#### SOURCE MATERIAL ####

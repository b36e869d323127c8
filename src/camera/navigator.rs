use bevy::input::common_conditions::input_just_pressed;
use bevy::prelude::*;

use super::config::NavigatorConfig;
use crate::catalog::ScaleCatalog;
use crate::schedule::FrameSet;

pub struct NavigatorPlugin;

impl Plugin for NavigatorPlugin {
    fn build(&self, app: &mut App) {
        app.init_resource::<NavigatorState>()
            .init_resource::<ZoomDistance>()
            .add_systems(
                Update,
                reset_navigator
                    .run_if(input_just_pressed(KeyCode::Home))
                    .in_set(FrameSet::Input),
            )
            .add_systems(Update, advance_navigator.in_set(FrameSet::Navigation));
    }
}

/// Allowed zoom distances for the current catalog.
#[derive(Debug, Clone, Copy, PartialEq)]
pub struct ZoomBounds {
    pub min: f64,
    pub max: f64,
}

impl ZoomBounds {
    /// Half the smallest entry up to fifty times the largest (with default factors).
    pub fn from_catalog(catalog: &ScaleCatalog, config: &NavigatorConfig) -> Self {
        Self {
            min: catalog.first().actual_size_meters * config.min_zoom_factor,
            max: catalog.last().actual_size_meters * config.max_zoom_factor,
        }
    }

    pub const fn clamp(&self, zoom: f64) -> f64 { zoom.clamp(self.min, self.max) }
}

/// The camera's distance from the origin this frame, in meters.
#[derive(Resource, Reflect, Debug, Clone, Copy, PartialEq)]
#[reflect(Resource)]
pub struct ZoomDistance(pub f64);

impl Default for ZoomDistance {
    fn default() -> Self { Self(1.0) }
}

/// Zoom integrator state. `log_position` is `ln(zoom)` and is left unbounded between frames;
/// every tick projects it back onto the allowed range before advancing.
#[derive(Resource, Reflect, Debug, Clone, Copy, PartialEq)]
#[reflect(Resource)]
pub struct NavigatorState {
    pub log_position:       f64,
    pub velocity:           f64,
    pub min_velocity_floor: f64,
}

impl FromWorld for NavigatorState {
    fn from_world(world: &mut World) -> Self {
        let config = world
            .get_resource::<NavigatorConfig>()
            .copied()
            .unwrap_or_default();
        Self::new(&config)
    }
}

impl NavigatorState {
    pub const fn new(config: &NavigatorConfig) -> Self {
        Self {
            log_position:       config.initial_log_position,
            velocity:           config.resting_velocity_floor,
            min_velocity_floor: config.resting_velocity_floor,
        }
    }

    /// Discrete wheel tick: only the sign of `direction` matters. Zero is ignored.
    #[allow(clippy::float_cmp, reason = "an exactly zero delta carries no direction")]
    pub fn apply_wheel(&mut self, direction: f64, config: &NavigatorConfig) {
        if direction == 0.0 || direction.is_nan() {
            return;
        }
        self.velocity = direction.signum() * config.wheel_impulse;
        self.min_velocity_floor = config.active_velocity_floor;
    }

    /// Continuous delta (pinch distance change in pixels), scaled into a velocity.
    pub fn apply_continuous(&mut self, delta: f64, config: &NavigatorConfig) {
        self.velocity = delta * config.continuous_impulse_scale;
        self.min_velocity_floor = config.active_velocity_floor;
    }

    /// Advances one frame and returns the zoom distance, always within `bounds`.
    pub fn tick(&mut self, bounds: ZoomBounds, config: &NavigatorConfig) -> f64 {
        let mut damping = if self.velocity.abs() > self.min_velocity_floor {
            config.damping
        } else {
            1.0
        };

        let zoom = bounds.clamp(self.log_position.exp());
        self.log_position = zoom.ln();

        let pushing_below = zoom <= bounds.min && self.velocity < 0.0;
        let pushing_above = zoom >= bounds.max && self.velocity > 0.0;
        if pushing_below || pushing_above {
            damping = config.edge_damping;
        }

        self.log_position += self.velocity;
        self.velocity *= damping;

        self.zoom(bounds)
    }

    pub fn zoom(&self, bounds: ZoomBounds) -> f64 { bounds.clamp(self.log_position.exp()) }

    pub fn reset(&mut self, config: &NavigatorConfig) { *self = Self::new(config); }
}

fn advance_navigator(
    catalog: Res<ScaleCatalog>,
    config: Res<NavigatorConfig>,
    mut navigator: ResMut<NavigatorState>,
    mut zoom: ResMut<ZoomDistance>,
) {
    let bounds = ZoomBounds::from_catalog(&catalog, &config);
    zoom.0 = navigator.tick(bounds, &config);
}

fn reset_navigator(config: Res<NavigatorConfig>, mut navigator: ResMut<NavigatorState>) {
    debug!("resetting navigator to ln(zoom) = {}", config.initial_log_position);
    navigator.reset(&config);
}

####

▶ [TASK GOAL]:
All of the entries should be transcribed exactly as they appear.

▶ [ANSWER BOX]:
repository b36e869d323127c8
filename src/camera/navigator.rs
use bevy::input::common_conditions::input_just_pressed;
use bevy::prelude::*;

use super::config::NavigatorConfig;
use crate::catalog::ScaleCatalog;
use crate::schedule::FrameSet;

pub struct NavigatorPlugin;

impl Plugin for NavigatorPlugin {
    fn build(&self, app: &mut App) {
        app.init_resource::<NavigatorState>()
            .init_resource::<ZoomDistance>()
            .add_systems(
                Update,
                reset_navigator
                    .run_if(input_just_pressed(KeyCode::Home))
                    .in_set(FrameSet::Input),
            )
            .add_systems(Update, advance_navigator.in_set(FrameSet::Navigation));
    }
}

/// Allowed zoom distances for the current catalog.
#[derive(Debug, Clone, Copy, PartialEq)]
pub struct ZoomBounds {
    pub min: f64,
    pub max: f64,
}

impl ZoomBounds {
    /// Half the smallest entry up to fifty times the largest (with default factors).
    pub fn from_catalog(catalog: &ScaleCatalog, config: &NavigatorConfig) -> Self {
        Self {
            min: catalog.first().actual_size_meters * config.min_zoom_factor,
            max: catalog.last().actual_size_meters * config.max_zoom_factor,
        }
    }

    pub const fn clamp(&self, zoom: f64) -> f64 { zoom.clamp(self.min, self.max) }
}

/// The camera's distance from the origin this frame, in meters.
#[derive(Resource, Reflect, Debug, Clone, Copy, PartialEq)]
#[reflect(Resource)]
pub struct ZoomDistance(pub f64);

impl Default for ZoomDistance {
    fn default() -> Self { Self(1.0) }
}

/// Zoom integrator state. `log_position` is `ln(zoom)` and is left unbounded between frames;
/// every tick projects it back onto the allowed range before advancing.
#[derive(Resource, Reflect, Debug, Clone, Copy, PartialEq)]
#[reflect(Resource)]
pub struct NavigatorState {
    pub log_position:       f64,
    pub velocity:           f64,
    pub min_velocity_floor: f64,
}

impl FromWorld for NavigatorState {
    fn from_world(world: &mut World) -> Self {
        let config = world
            .get_resource::<NavigatorConfig>()
            .copied()
            .unwrap_or_default();
        Self::new(&config)
    }
}

impl NavigatorState {
    pub const fn new(config: &NavigatorConfig) -> Self {
        Self {
            log_position:       config.initial_log_position,
            velocity:           config.resting_velocity_floor,
            min_velocity_floor: config.resting_velocity_floor,
        }
    }

    /// Discrete wheel tick: only the sign of `direction` matters. Zero is ignored.
    #[allow(clippy::float_cmp, reason = "an exactly zero delta carries no direction")]
    pub fn apply_wheel(&mut self, direction: f64, config: &NavigatorConfig) {
        if direction == 0.0 || direction.is_nan() {
            return;
        }
        self.velocity = direction.signum() * config.wheel_impulse;
        self.min_velocity_floor = config.active_velocity_floor;
    }

    /// Continuous delta (pinch distance change in pixels), scaled into a velocity.
    pub fn apply_continuous(&mut self, delta: f64, config: &NavigatorConfig) {
        self.velocity = delta * config.continuous_impulse_scale;
        self.min_velocity_floor = config.active_velocity_floor;
    }

    /// Advances one frame and returns the zoom distance, always within `bounds`.
    pub fn tick(&mut self, bounds: ZoomBounds, config: &NavigatorConfig) -> f64 {
        let mut damping = if self.velocity.abs() > self.min_velocity_floor {
            config.damping
        } else {
            1.0
        };

        let zoom = bounds.clamp(self.log_position.exp());
        self.log_position = zoom.ln();

        let pushing_below = zoom <= bounds.min && self.velocity < 0.0;
        let pushing_above = zoom >= bounds.max && self.velocity > 0.0;
        if pushing_below || pushing_above {
            damping = config.edge_damping;
        }

        self.log_position += self.velocity;
        self.velocity *= damping;

        self.zoom(bounds)
    }

    pub fn zoom(&self, bounds: ZoomBounds) -> f64 { bounds.clamp(self.log_position.exp()) }

    pub fn reset(&mut self, config: &NavigatorConfig) { *self = Self::new(config); }
}

fn advance_navigator(
    catalog: Res<ScaleCatalog>,
    config: Res<NavigatorConfig>,
    mut navigator: ResMut<NavigatorState>,
    mut zoom: ResMut<ZoomDistance>,
) {
    let bounds = ZoomBounds::from_catalog(&catalog, &config);
    zoom.0 = navigator.tick(bounds, &config);
}

fn reset_navigator(config: Res<NavigatorConfig>, mut navigator: ResMut<NavigatorState>) {
    debug!("resetting navigator to ln(zoom) = {}", config.initial_log_position);
    navigator.reset(&config);
}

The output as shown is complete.